Aku terkejut dengan pertanyaanmu, lagi. Seperti dulu, kau mengingatkanku lagi pada dirinya, tentang seorang kawan yang telah lama hilang dan bahkan kabarnya saja juga aku ingin ketahui. Dan sekarang aku dihadapkan kepada pertanyaan yang sebenarnya juga sangat aku ingin ketahui jawabannya.
"Apakah dia masih suka duduk di puncak bukit saat senja tiba?"

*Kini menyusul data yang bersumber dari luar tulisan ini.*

//! Operation groups and their per-subtree map.

use indexmap::map::Entry;
use indexmap::{IndexMap, IndexSet};

use super::operation::{OperationEntry, SpatialItem};
use crate::disk_rtree::PageId;

/// A bag of operation entries destined for one subtree.
///
/// Membership is by entry identity, so adding the same entry twice keeps
/// one copy. Iteration follows insertion order.
#[derive(Debug, Clone, PartialEq, Eq)]
pub struct OperationGroup<T: SpatialItem> {
    entries: IndexSet<OperationEntry<T>>,
}

impl<T: SpatialItem> Default for OperationGroup<T> {
    fn default() -> Self {
        Self::new()
    }
}

impl<T: SpatialItem> OperationGroup<T> {
    pub fn new() -> Self {
        Self {
            entries: IndexSet::new(),
        }
    }

    /// Adds an entry, returning false if it was already a member.
    pub fn add(&mut self, entry: OperationEntry<T>) -> bool {
        self.entries.insert(entry)
    }

    pub fn contains(&self, entry: &OperationEntry<T>) -> bool {
        self.entries.contains(entry)
    }

    /// Removes an entry, e.g. a split deletion already resolved in a sibling subtree.
    pub fn remove(&mut self, entry: &OperationEntry<T>) -> bool {
        self.entries.shift_remove(entry)
    }

    pub fn len(&self) -> usize {
        self.entries.len()
    }

    pub fn is_empty(&self) -> bool {
        self.entries.is_empty()
    }

    pub fn iter(&self) -> impl Iterator<Item = &OperationEntry<T>> {
        self.entries.iter()
    }

    pub fn num_insertions(&self) -> usize {
        self.entries.iter().filter(|e| e.is_insertion()).count()
    }

    pub fn num_deletions(&self) -> usize {
        self.entries.iter().filter(|e| e.is_deletion()).count()
    }

    pub fn into_vec(self) -> Vec<OperationEntry<T>> {
        self.entries.into_iter().collect()
    }
}

impl<T: SpatialItem> FromIterator<OperationEntry<T>> for OperationGroup<T> {
    fn from_iter<I: IntoIterator<Item = OperationEntry<T>>>(iter: I) -> Self {
        Self {
            entries: iter.into_iter().collect(),
        }
    }
}

impl<T: SpatialItem> IntoIterator for OperationGroup<T> {
    type Item = OperationEntry<T>;
    type IntoIter = indexmap::set::IntoIter<OperationEntry<T>>;

    fn into_iter(self) -> Self::IntoIter {
        self.entries.into_iter()
    }
}

/// Identifies which group an operation was routed to.
#[derive(Debug, Clone, Copy, PartialEq, Eq, Hash, PartialOrd, Ord)]
pub enum GroupKey {
    /// The child subtree rooted at this page.
    Subtree(PageId),
    /// Operations that fit no child subtree; resolved outside the grouped descent.
    Orphan,
}

/// Maps each child index entry of a node (plus the orphan bucket) to the
/// operations routed to it.
#[derive(Debug, Clone)]
pub struct IndexEntryToGroupMap<T: SpatialItem> {
    groups: IndexMap<GroupKey, OperationGroup<T>>,
}

impl<T: SpatialItem> Default for IndexEntryToGroupMap<T> {
    fn default() -> Self {
        Self::new()
    }
}

impl<T: SpatialItem> IndexEntryToGroupMap<T> {
    pub fn new() -> Self {
        Self {
            groups: IndexMap::new(),
        }
    }

    /// Adds an entry to the group for `key`, creating the group on first use.
    pub fn add(&mut self, key: GroupKey, entry: OperationEntry<T>) {
        match self.groups.entry(key) {
            Entry::Occupied(mut occupied) => {
                occupied.get_mut().add(entry);
            }
            Entry::Vacant(vacant) => {
                let mut group = OperationGroup::new();
                group.add(entry);
                vacant.insert(group);
            }
        }
    }

    pub fn add_orphan(&mut self, entry: OperationEntry<T>) {
        self.add(GroupKey::Orphan, entry);
    }

    pub fn group(&self, key: GroupKey) -> Option<&OperationGroup<T>> {
        self.groups.get(&key)
    }

    pub fn orphans(&self) -> Option<&OperationGroup<T>> {
        self.group(GroupKey::Orphan)
    }

    /// Removes and returns the group for `key`.
    pub fn take(&mut self, key: GroupKey) -> Option<OperationGroup<T>> {
        self.groups.shift_remove(&key)
    }

    pub fn keys(&self) -> impl Iterator<Item = &GroupKey> {
        self.groups.keys()
    }

    pub fn iter(&self) -> impl Iterator<Item = (&GroupKey, &OperationGroup<T>)> {
        self.groups.iter()
    }

    /// Number of groups, the orphan bucket included.
    pub fn len(&self) -> usize {
        self.groups.len()
    }

    pub fn is_empty(&self) -> bool {
        self.groups.is_empty()
    }

    /// Total memberships across all groups; a deletion replicated into `n`
    /// groups counts `n` times.
    pub fn total_memberships(&self) -> usize {
        self.groups.values().map(OperationGroup::len).sum()
    }

    /// The distinct operations present in at least one group.
    ///
    /// Insertions appear once in the map already; a deletion replicated
    /// across several overlapping subtrees is reported once. Comparing the
    /// result with the grouped batch yields the operations that landed nowhere.
    pub fn flatten(&self) -> IndexSet<OperationEntry<T>> {
        let mut flat = IndexSet::new();
        for group in self.groups.values() {
            flat.extend(group.iter().cloned());
        }
        flat
    }

    /// Operations from `batch` that are in no group at all.
    pub fn residual<'a, I>(&self, batch: I) -> Vec<OperationEntry<T>>
    where
        I: IntoIterator<Item = &'a OperationEntry<T>>,
        T: 'a,
    {
        let flat = self.flatten();
        batch
            .into_iter()
            .filter(|e| !flat.contains(*e))
            .cloned()
            .collect()
    }
}

#[cfg(test)]
mod tests {
    use super::*;
    use crate::buffer::operation::test_support::{item, Item};

    fn ins(id: u64) -> OperationEntry<Item> {
        OperationEntry::insertion(item(id, 0.0, 0.0, 1.0, 1.0))
    }

    fn del(id: u64) -> OperationEntry<Item> {
        OperationEntry::deletion(item(id, 0.0, 0.0, 1.0, 1.0))
    }

    #[test]
    fn test_group_membership() {
        let mut group = OperationGroup::new();
        assert!(group.add(ins(1)));
        assert!(!group.add(ins(1)));
        assert!(group.add(del(1)));
        assert_eq!(group.len(), 2);
        assert_eq!(group.num_insertions(), 1);
        assert_eq!(group.num_deletions(), 1);

        assert!(group.remove(&del(1)));
        assert!(!group.contains(&del(1)));
        assert!(group.contains(&ins(1)));
    }

    #[test]
    fn test_map_creates_groups_on_demand() {
        let mut map = IndexEntryToGroupMap::new();
        map.add(GroupKey::Subtree(3), ins(1));
        map.add(GroupKey::Subtree(3), ins(2));
        map.add_orphan(del(9));

        assert_eq!(map.len(), 2);
        assert_eq!(map.group(GroupKey::Subtree(3)).map(|g| g.len()), Some(2));
        assert_eq!(map.orphans().map(|g| g.len()), Some(1));
        assert!(map.group(GroupKey::Subtree(4)).is_none());
    }

    #[test]
    fn test_flatten_dedups_replicated_deletions() {
        let mut map = IndexEntryToGroupMap::new();
        map.add(GroupKey::Subtree(1), ins(1));
        map.add(GroupKey::Subtree(1), del(5));
        map.add(GroupKey::Subtree(2), del(5));
        map.add(GroupKey::Subtree(2), ins(2));

        assert_eq!(map.total_memberships(), 4);
        let flat = map.flatten();
        assert_eq!(flat.len(), 3);
        assert!(flat.contains(&del(5)));
    }

    #[test]
    fn test_residual() {
        let mut map = IndexEntryToGroupMap::new();
        map.add(GroupKey::Subtree(1), ins(1));
        let batch = vec![ins(1), del(2)];
        assert_eq!(map.residual(batch.iter()), vec![del(2)]);
    }

    #[test]
    fn test_take_removes_group() {
        let mut map = IndexEntryToGroupMap::new();
        map.add(GroupKey::Subtree(1), ins(1));
        let group = map.take(GroupKey::Subtree(1)).unwrap();
        assert_eq!(group.into_vec(), vec![ins(1)]);
        assert!(map.is_empty());
    }
}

Tanganmu menggamit tanganku, menggoyang-goyang manja dengan lirik mata itu, mata yang aku kagumi karena kejernihan dan kepolosannya. Mungkin karena itu aku bisa mencintaimu dan melupakan sedikit demi sedikit tentang kawanku yang murung itu.
Tetapi kau menanyakan kembali soal kawan itu, kawan yang ingin aku lupakan meski kadang aku rindukan. Entahlah, aku tidak mau ribut dengan pertanyaan darimu, terlebih pertanyaan aneh yang muncul dari diriku sendiri saat mengingatnya.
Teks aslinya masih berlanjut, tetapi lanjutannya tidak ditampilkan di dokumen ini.